Boooooo to Virgin Space :(
The thing you have to remember is that the porn industry is always always ahead of everyone else on technology, any new distribution medium, and new web standard or any new technology they are always using it before its even announced.
If Virgin are not going to let them film in their space shuttles then expect the Ron Jeremy space program to be up and running by the time you are reading this
Reminds me of...
This reminds me of Scruffy (The janator in Futurama) his favourate magazine is 'Zero-G Jugs"
Clearly a quality publication that we should not be deprived of.
that Peter North get the lead role. imagine the progenitor of "600% more volume" in a weightless environment. The man's a danger in gravity conditions alone!!

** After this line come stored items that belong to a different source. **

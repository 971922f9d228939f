//! Maps decoded requests onto blog service handlers.

use crate::protocol::{
    Blog, Code, CreateBlogRequest, CreateBlogResponse, DeleteBlogRequest, DeleteBlogResponse,
    ListBlogsRequest, ReadBlogRequest, ReadBlogResponse, Request, Response, Status,
    UpdateBlogRequest, UpdateBlogResponse,
};
use crate::store::Store;
use blog_core::{NewPost, PostSink};
use std::sync::Arc;

/// Routes each RPC to its handler against the shared store.
///
/// All methods block on the store lock and on storage I/O; `list_blogs`
/// also blocks on its sink.
#[derive(Clone)]
pub struct Dispatcher {
    store: Arc<Store>,
}

impl Dispatcher {
    pub fn new(store: Arc<Store>) -> Self {
        Self { store }
    }

    /// Handles a single-response RPC.
    ///
    /// `ListBlogs` is streaming and is rejected here; use [`Self::list_blogs`].
    pub fn unary(&self, request: Request) -> Result<Response, Status> {
        match request {
            Request::CreateBlog(req) => self.create_blog(req).map(Response::CreateBlog),
            Request::ReadBlog(req) => self.read_blog(req).map(Response::ReadBlog),
            Request::UpdateBlog(req) => self.update_blog(req).map(Response::UpdateBlog),
            Request::DeleteBlog(req) => self.delete_blog(req).map(Response::DeleteBlog),
            Request::ListBlogs(_) => Err(Status::new(
                Code::InvalidArgument,
                "ListBlogs is a streaming method",
            )),
        }
    }

    pub fn create_blog(&self, request: CreateBlogRequest) -> Result<CreateBlogResponse, Status> {
        let blog = request.blog;
        let post = NewPost::new(blog.title, blog.author, blog.content);
        let stored = self
            .store
            .with_service(|service| service.create_blog(post))?;
        Ok(CreateBlogResponse {
            blog: Blog::with_id(stored),
        })
    }

    pub fn read_blog(&self, request: ReadBlogRequest) -> Result<ReadBlogResponse, Status> {
        let post = self
            .store
            .with_service(|service| service.read_blog(&request.title, &request.author))?;
        Ok(ReadBlogResponse {
            blog: Blog::with_id(post),
        })
    }

    pub fn update_blog(&self, request: UpdateBlogRequest) -> Result<UpdateBlogResponse, Status> {
        let post = self.store.with_service(|service| {
            service.update_blog(&request.title, &request.author, &request.content)
        })?;
        Ok(UpdateBlogResponse {
            blog: Blog::without_id(post),
        })
    }

    pub fn delete_blog(&self, request: DeleteBlogRequest) -> Result<DeleteBlogResponse, Status> {
        let confirmation = self
            .store
            .with_service(|service| service.delete_blog(&request.title, &request.author))?;
        Ok(DeleteBlogResponse { confirmation })
    }

    /// Streams every post into `sink`; returns the delivered count.
    ///
    /// The store lock is taken per batch, never across a `sink.send`.
    pub fn list_blogs(
        &self,
        _request: ListBlogsRequest,
        sink: &mut dyn PostSink,
    ) -> Result<usize, Status> {
        Ok(self.store.list_blogs(sink)?)
    }
}
use blog_core::db::open_db_in_memory;
use blog_core::{
    BlogPost, BlogService, BlogServiceError, NewPost, PostSink, PostValidationError, SinkClosed,
    SqlitePostRepository,
};
use rusqlite::Connection;
use std::collections::BTreeSet;

fn with_service<T>(
    conn: &Connection,
    f: impl FnOnce(&BlogService<SqlitePostRepository<'_>>) -> T,
) -> T {
    let service = BlogService::new(SqlitePostRepository::new(conn));
    f(&service)
}

fn row_count(conn: &Connection) -> i64 {
    conn.query_row("SELECT COUNT(*) FROM posts;", [], |row| row.get(0))
        .unwrap()
}

/// Accepts `capacity` posts, then refuses everything.
struct ClosingSink {
    accepted: Vec<BlogPost>,
    capacity: usize,
    attempts: usize,
}

impl PostSink for ClosingSink {
    fn send(&mut self, post: BlogPost) -> Result<(), SinkClosed> {
        self.attempts += 1;
        if self.accepted.len() == self.capacity {
            return Err(SinkClosed("peer went away".to_string()));
        }
        self.accepted.push(post);
        Ok(())
    }
}

#[test]
fn create_returns_post_with_assigned_id_and_inputs() {
    let conn = open_db_in_memory().unwrap();
    let post = with_service(&conn, |service| {
        service
            .create_blog(NewPost::new("Life", "Alice", "body1"))
            .unwrap()
    });

    assert!(post.id > 0);
    assert_eq!(post.title, "Life");
    assert_eq!(post.author, "Alice");
    assert_eq!(post.content, "body1");
}

#[test]
fn create_with_taken_title_is_rejected_without_insert() {
    let conn = open_db_in_memory().unwrap();
    with_service(&conn, |service| {
        service
            .create_blog(NewPost::new("Life", "Alice", "body1"))
            .unwrap();
        let err = service
            .create_blog(NewPost::new("Life", "Bob", "body2"))
            .unwrap_err();
        assert!(matches!(err, BlogServiceError::AlreadyExists { ref title } if title == "Life"));
    });

    assert_eq!(row_count(&conn), 1);
}

#[test]
fn blank_keys_are_invalid_arguments() {
    let conn = open_db_in_memory().unwrap();
    with_service(&conn, |service| {
        let create = service
            .create_blog(NewPost::new(" ", "Alice", "body"))
            .unwrap_err();
        assert!(matches!(
            create,
            BlogServiceError::InvalidArgument(PostValidationError::BlankTitle)
        ));

        let read = service.read_blog("Life", "").unwrap_err();
        assert!(matches!(
            read,
            BlogServiceError::InvalidArgument(PostValidationError::BlankAuthor)
        ));

        assert!(service.update_blog("", "", "x").is_err());
        assert!(service.delete_blog("", "Alice").is_err());
    });

    assert_eq!(row_count(&conn), 0);
}

#[test]
fn read_unknown_key_is_not_found() {
    let conn = open_db_in_memory().unwrap();
    with_service(&conn, |service| {
        service
            .create_blog(NewPost::new("Life", "Alice", "body1"))
            .unwrap();
        let err = service.read_blog("Life", "Bob").unwrap_err();
        assert!(matches!(err, BlogServiceError::NotFound { .. }));
    });
}

#[test]
fn update_changes_only_content() {
    let conn = open_db_in_memory().unwrap();
    with_service(&conn, |service| {
        let created = service
            .create_blog(NewPost::new("Life", "Alice", "body1"))
            .unwrap();
        let updated = service.update_blog("Life", "Alice", "edited").unwrap();

        assert_eq!(updated.id, created.id);
        assert_eq!(updated.title, created.title);
        assert_eq!(updated.author, created.author);
        assert_eq!(updated.content, "edited");
        assert_eq!(service.read_blog("Life", "Alice").unwrap().content, "edited");
    });
}

#[test]
fn update_unknown_key_is_not_found() {
    let conn = open_db_in_memory().unwrap();
    with_service(&conn, |service| {
        let err = service.update_blog("Life", "Alice", "x").unwrap_err();
        assert!(matches!(err, BlogServiceError::NotFound { .. }));
    });
    assert_eq!(row_count(&conn), 0);
}

#[test]
fn update_with_other_author_is_not_found_and_leaves_post_untouched() {
    let conn = open_db_in_memory().unwrap();
    with_service(&conn, |service| {
        service
            .create_blog(NewPost::new("Life", "Alice", "body1"))
            .unwrap();

        let err = service.update_blog("Life", "Bob", "x").unwrap_err();
        match err {
            BlogServiceError::NotFound { title, author } => {
                assert_eq!(title, "Life");
                assert_eq!(author, "Bob");
            }
            other => panic!("expected NotFound, got {other:?}"),
        }
        assert_eq!(service.read_blog("Life", "Alice").unwrap().content, "body1");
    });
    assert_eq!(row_count(&conn), 1);
}

#[test]
fn list_page_serves_batches_in_id_order() {
    let conn = open_db_in_memory().unwrap();
    with_service(&conn, |service| {
        for title in ["P1", "P2", "P3"] {
            service
                .create_blog(NewPost::new(title, "Alice", "body"))
                .unwrap();
        }

        let first = service.list_page(None, 2).unwrap();
        assert_eq!(first.len(), 2);
        let rest = service.list_page(Some(first[1].id), 2).unwrap();
        assert_eq!(rest.len(), 1);
        assert_eq!(rest[0].title, "P3");
    });
}

#[test]
fn delete_missing_key_still_confirms() {
    let conn = open_db_in_memory().unwrap();
    with_service(&conn, |service| {
        service
            .create_blog(NewPost::new("Life", "Alice", "body1"))
            .unwrap();
        let confirmation = service.delete_blog("Ghost", "Nobody").unwrap();
        assert_eq!(
            confirmation,
            "Blog with title Ghost and author Nobody was successfully deleted."
        );
    });
    assert_eq!(row_count(&conn), 1);
}

#[test]
fn list_yields_exactly_created_posts() {
    let conn = open_db_in_memory().unwrap();
    with_service(&conn, |service| {
        for title in ["P1", "P2", "P3"] {
            service
                .create_blog(NewPost::new(title, "Alice", format!("{title} body")))
                .unwrap();
        }

        let mut sink: Vec<BlogPost> = Vec::new();
        let delivered = service.list_blogs(&mut sink).unwrap();

        assert_eq!(delivered, 3);
        let titles: BTreeSet<_> = sink.into_iter().map(|post| post.title).collect();
        let expected: BTreeSet<String> = ["P1", "P2", "P3"].map(String::from).into();
        assert_eq!(titles, expected);
    });
}

#[test]
fn list_on_empty_table_is_empty_not_error() {
    let conn = open_db_in_memory().unwrap();
    with_service(&conn, |service| {
        let mut sink: Vec<BlogPost> = Vec::new();
        assert_eq!(service.list_blogs(&mut sink).unwrap(), 0);
        assert!(sink.is_empty());
    });
}

#[test]
fn list_aborts_with_internal_when_sink_closes() {
    let conn = open_db_in_memory().unwrap();
    with_service(&conn, |service| {
        for title in ["P1", "P2", "P3", "P4"] {
            service
                .create_blog(NewPost::new(title, "Alice", "body"))
                .unwrap();
        }

        let mut sink = ClosingSink {
            accepted: Vec::new(),
            capacity: 1,
            attempts: 0,
        };
        let err = service.list_blogs(&mut sink).unwrap_err();

        assert!(matches!(err, BlogServiceError::Internal(_)));
        assert_eq!(sink.accepted.len(), 1);
        assert_eq!(sink.attempts, 2, "enumeration must stop at the first refusal");
    });
}

#[test]
fn life_alice_bob_scenario() {
    let conn = open_db_in_memory().unwrap();
    with_service(&conn, |service| {
        let created = service
            .create_blog(NewPost::new("Life", "Alice", "body1"))
            .unwrap();
        assert_eq!(created.id, 1);

        let conflict = service
            .create_blog(NewPost::new("Life", "Bob", "body2"))
            .unwrap_err();
        assert!(matches!(conflict, BlogServiceError::AlreadyExists { .. }));

        assert_eq!(service.read_blog("Life", "Alice").unwrap().content, "body1");

        let updated = service
            .update_blog("Life", "Alice", "body1-edited")
            .unwrap();
        assert_eq!(updated.content, "body1-edited");

        let confirmation = service.delete_blog("Life", "Alice").unwrap();
        assert!(confirmation.contains("Life"));
        assert!(confirmation.contains("Alice"));

        let gone = service.read_blog("Life", "Alice").unwrap_err();
        assert!(matches!(gone, BlogServiceError::NotFound { .. }));
    });
}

Was I the only one to misunderstand the title? Definitely not...
Rule 34 is in effect...
They already did it on the Vomit Comet: http://www.space.com/sciencefiction/movies/uranus_experiment_000516.html
Reminds me of
that 'shopped picture of 2 aircraft; one a genuine Virgin A320 and one next to it with the decal 'Slut' on its tail!
Question is, will Virgin ever get it up?
Perhaps they wanted to trial the new condoms in space, you know, the ones coated with anaesthetic to prolong performance; the ones that if you reverse, mean you don't have to disturb anyone!
Finally, in the spirit of FoTW, SpunkBubbles!!!!!
Mines the latex one with Virgin Galactic on the sleeve.
I can only presume this has been thought up by a man with little or no consideration given to the pleasure of the woman involved.
Bring back seventies and eighties porn, where women were considered to be a little bit more than mere fuck machines or sperm receptacles. Much of todays hard core porn is violent, disgusting and humiliates women. Fair play to Virgin for denying this request, not that it fits in with their brand image at all. I am pleased that there is much 70's/80's porn I have yet to get my hairy palms on.
The final facial...
....would require careful positioning.
Or is that the final frontier?
Does anyone else...
think it's funny that the company's name is Virgin?
So the title is 2069...
A Space Boffery?
Mine's the one with a million quid in the pockets
Snakes on a plane
Snakes on a plane just took on a whole new meaning.
re: 5 minutes?
Well it's doable: how long does it take to get up there? That there's your strip section and "rising action".
A five minute window to reach the money shot is plenty for people who know the business.